The safe context

Most builtin C++ operations are safe to use. They won't exhibit undefined behavior. Some operations may exhibit undefined behavior. If they can be checked by the compiler, either at compile time or during runtime using panic functions, that's great, they're still considered safe. But operations that may result in undefined that aren't automatically are unsafe.

Dereferencing a pointer or legacy reference (i.e., an lvalue or rvalue reference) is unsafe, because without costly dynamic instrumentation (the stuff of sanitizers), the program can't tell if the value referenced at that address is still initialized or not.

Dereferencing a pointer is unsafe because it might hold a null pointer, and according to C++, it's undefined behavior to dereference a null pointer.

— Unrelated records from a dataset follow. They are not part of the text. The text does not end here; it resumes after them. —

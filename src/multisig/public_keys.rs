//! Public key registry
//!
//! Each owner declares its own verification key. An owner without a key
//! can neither submit, confirm, nor be authenticated.

use crate::multisig::error::MultisigError;
use secp256k1::PublicKey;
use serde::{Deserialize, Serialize};
use std::collections::BTreeMap;

#[derive(Clone, Debug, Default, Serialize, Deserialize, PartialEq)]
pub struct PublicKeyRegistry {
    keys: BTreeMap<String, PublicKey>,
}

impl PublicKeyRegistry {
    pub fn new() -> Self {
        Self::default()
    }

    /// Registered key, `None` when unset
    pub fn get(&self, address: &str) -> Option<&PublicKey> {
        self.keys.get(address)
    }

    pub fn has_public_key(&self, address: &str) -> bool {
        self.keys.contains_key(address)
    }

    /// The registered key, or `PublicKeyNotSet`
    pub fn require(&self, address: &str) -> Result<&PublicKey, MultisigError> {
        self.keys
            .get(address)
            .ok_or_else(|| MultisigError::PublicKeyNotSet(address.to_string()))
    }

    /// Set the key for `owner`. Callers must have checked that `owner` is
    /// the authenticated caller; returns the previous key if any.
    pub(crate) fn set(&mut self, owner: &str, key: PublicKey) -> Option<PublicKey> {
        self.keys.insert(owner.to_string(), key)
    }

    pub fn len(&self) -> usize {
        self.keys.len()
    }

    pub fn is_empty(&self) -> bool {
        self.keys.is_empty()
    }
}
//! Command-line handlers

pub mod commands;

pub use commands::*;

But won't dereferencing a null pointer just segfault, rather than cause UB? Well, hopefully, but not necessarily.

Code generators like LLVM work wit the concept of poisoned values.1 A poison value represents a state that violates an assumption of the language. In C++, signed integer multiplication or addition that overflows or underflows is undefined behavior.2 Compilers indicate a poison value for these results. In LLVM, the poison value for signed integer overflow is called nsw for "no signed wrap".3 Even though dereferencing a null pointer or adding integers that wraparound is defined by the hardware, programming languages intervene and make them undefined by indicating poison values. This lends backends the flexibility to reorder, reduce and refactor instructions and generate more optimized code.

Making C++ a memory safe language means reconsidering which operations are poisoned. If an operation remains poisoned, it should either be unsafe or it should signal the panic function if detected at runtime. The choice can be a bit arbitrary. I expect the compiler to support different behaviors depending on user's needs.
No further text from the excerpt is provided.